68. The medium of Claim 66, wherein said sequence of matching phonetic sequences is narrowed down through user interaction.

69. The medium of Claim 66, wherein a sequence of matching ideographic character sequences is automatically generated based on matching phonetic sequences to ideographic character sequences.

70. The medium of Claim 68, wherein a sequence of matching ideographic character sequences is narrowed down through user interaction.

71. The medium of Claim 61, wherein the process further comprises the step of:
once an ideographic character sequence is selected, changing the associated priority of said matching phonetic sequence and sequence of ideographic characters.

72. The medium of Claim 55, wherein the user can specify an explicit ideographic character separator.

73. The medium of Claim 55, wherein the process further comprises the step of:
when the user enters a sequence of phonetic characters, returning a sequence of phonetic sequences of exact matches and predictions that partially match.

74. The medium of Claim 72, wherein said sequence of phonetic sequences is ordered according to a linguistic model.

75. The medium of Claim 73, wherein said linguistic model comprises at least one of:
number of total keystrokes in an ideograph;
radical of an ideograph;
radical and number of strokes of radical;
alphabetical order;

frequency of occurrence of phonetic sequences or ideographic character sequences in formal or conversational written text;
frequency of occurrence of phonetic sequences or ideographic when following a preceding character or characters;
grammar of the surrounding sentence;
application context of current character sequence entry; and recency of use or repeated use of phonetic sequences by the user or within an application program.

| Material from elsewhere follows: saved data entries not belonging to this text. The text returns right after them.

//! Popup overlay listing the keyboard and mouse controls.

use ratatui::{
    buffer::Buffer,
    layout::Rect,
    style::{Color, Modifier, Style},
    text::{Line, Span},
    widgets::{Block, BorderType, Borders, Clear, Paragraph, Widget},
};

use crate::config::{Action, AppConfig};

/// Mouse gestures, which are not rebindable.
const MOUSE_HINTS: &[(&str, &str)] = &[
    ("Drag front card", "swipe"),
    ("Double-click front", "like"),
    ("Wheel", "scroll carousel"),
];

// ───────────────────────────────────────── help popup ────────

pub struct HelpPopup<'a> {
    pub config: &'a AppConfig,
}

impl Widget for HelpPopup<'_> {
    fn render(self, area: Rect, buf: &mut Buffer) {
        let height = (Action::ALL.len() + MOUSE_HINTS.len()) as u16 + 7;
        let popup = centered_fixed(48, height, area);
        Clear.render(popup, buf);

        let block = Block::default()
            .title(" Controls ")
            .title_style(
                Style::default()
                    .fg(Color::Cyan)
                    .add_modifier(Modifier::BOLD),
            )
            .borders(Borders::ALL)
            .border_type(BorderType::Rounded)
            .border_style(Style::default().fg(Color::DarkGray));

        let inner = block.inner(popup);
        block.render(popup, buf);

        let label_style = Style::default().fg(Color::White);
        let key_style = Style::default().fg(Color::Yellow);
        let dim = Style::default().fg(Color::DarkGray);
        let row = |label: &str, keys: String| {
            let label_col = format!("   {label:<22}");
            let keys_width = (inner.width as usize).saturating_sub(label_col.len()).max(1);
            Line::from(vec![
                Span::styled(label_col, label_style),
                Span::styled(format!("{keys:>keys_width$}"), key_style),
            ])
        };

        let mut lines = vec![Line::raw("")];
        for &action in Action::ALL {
            lines.push(row(action.label(), self.config.display_bindings(action)));
        }
        lines.push(Line::raw(""));
        for (label, what) in MOUSE_HINTS {
            lines.push(row(label, (*what).to_string()));
        }
        lines.push(Line::raw(""));
        lines.push(Line::from(Span::styled("  Esc: close", dim)));

        Paragraph::new(lines).render(inner, buf);
    }
}

// ───────────────────────────────────────── helpers ───────────

/// Create a centered rectangle with fixed dimensions, clamped to the available area.
fn centered_fixed(width: u16, height: u16, area: Rect) -> Rect {
    let w = width.min(area.width);
    let h = height.min(area.height);
    let x = area.x + (area.width.saturating_sub(w)) / 2;
    let y = area.y + (area.height.saturating_sub(h)) / 2;
    Rect::new(x, y, w, h)
}

#[cfg(test)]
mod tests {
    use super::*;

    #[test]
    fn centered_fixed_clamps_to_area() {
        let r = centered_fixed(48, 20, Rect::new(0, 0, 30, 10));
        assert_eq!(r, Rect::new(0, 0, 30, 10));
        let r = centered_fixed(10, 4, Rect::new(0, 0, 30, 10));
        assert_eq!(r, Rect::new(10, 3, 10, 4));
    }

    #[test]
    fn lists_every_action() {
        let config = AppConfig::default();
        let area = Rect::new(0, 0, 80, 30);
        let mut buf = Buffer::empty(area);
        HelpPopup { config: &config }.render(area, &mut buf);
        let text: String = (0..area.height)
            .flat_map(|y| (0..area.width).map(move |x| (x, y)))
            .map(|(x, y)| buf[(x, y)].symbol().to_string())
            .collect();
        for action in Action::ALL {
            assert!(text.contains(action.label()), "{} missing", action.label());
        }
    }
}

76. The medium of Claim 55, wherein the process further comprises the step of:
once the user has selected a sequence of ideographic characters, presenting the user with a list of sequences of one or more ideographic characters.

77. The medium of Claim 75, wherein said list of sequences is ordered according to a linguistic model.

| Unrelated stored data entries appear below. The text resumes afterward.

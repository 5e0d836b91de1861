//! SSE client for `lw watch`: follows a running server's change feed and
//! prints each state as it lands.

use anyhow::{Context, Result};
use eventsource_stream::Eventsource;
use futures_util::StreamExt;
use lw_core::{Balance, Category};
use serde::Deserialize;

/// Shape of one change-feed event.
#[derive(Debug, Deserialize)]
struct StateEvent {
    state: Balance,
    total: i32,
}

pub async fn watch(url: &str) -> Result<()> {
    let events_url = format!("{}/api/events", url.trim_end_matches('/'));

    let response = reqwest::get(&events_url)
        .await
        .with_context(|| format!("failed to connect to {events_url}"))?
        .error_for_status()
        .with_context(|| format!("server rejected {events_url}"))?;

    println!("watching {events_url}");

    let mut stream = response.bytes_stream().eventsource();
    while let Some(event) = stream.next().await {
        match event {
            Ok(event) => match serde_json::from_str::<StateEvent>(&event.data) {
                Ok(change) => println!("{}", format_change(&change)),
                Err(e) => tracing::warn!("unparseable event '{}': {e}", event.data),
            },
            Err(e) => {
                tracing::warn!("change feed ended: {e}");
                break;
            }
        }
    }

    Ok(())
}

fn format_change(change: &StateEvent) -> String {
    let pairs: Vec<String> = Category::ALL
        .iter()
        .map(|&cat| format!("{}={}", cat.as_str(), change.state.get(cat)))
        .collect();
    format!("{}  total={}", pairs.join(" "), change.total)
}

78. The medium of Claim 76, wherein said linguistic model comprises at least one of:
number of total keystrokes in an ideograph;
radical of an ideograph;
radical and number of strokes of radical;
alphabetical order;
frequency of occurrence of ideographic characters in formal or conversational written text;

frequency of occurrence of ideographic characters when following a preceding character or characters;
grammar of the surrounding sentence;
application context of current character entry; and recency of use or repeated use of ideographic characters by the user or within an application program.

79. The medium of Claim 55, wherein the user can enter partial syllables for each of the multiple syllable words.

80. The medium of Claim 78, wherein the number of partial keystrokes for each syllable is one.

81. The medium of Claim 55, wherein one of said plurality of inputs is associated with a special wildcard input that is associated with zero or one of strokes.

82. The medium of Claim 55, wherein one of said plurality of inputs is associated with a special wildcard input that is associated with zero or one of said phonetic characters.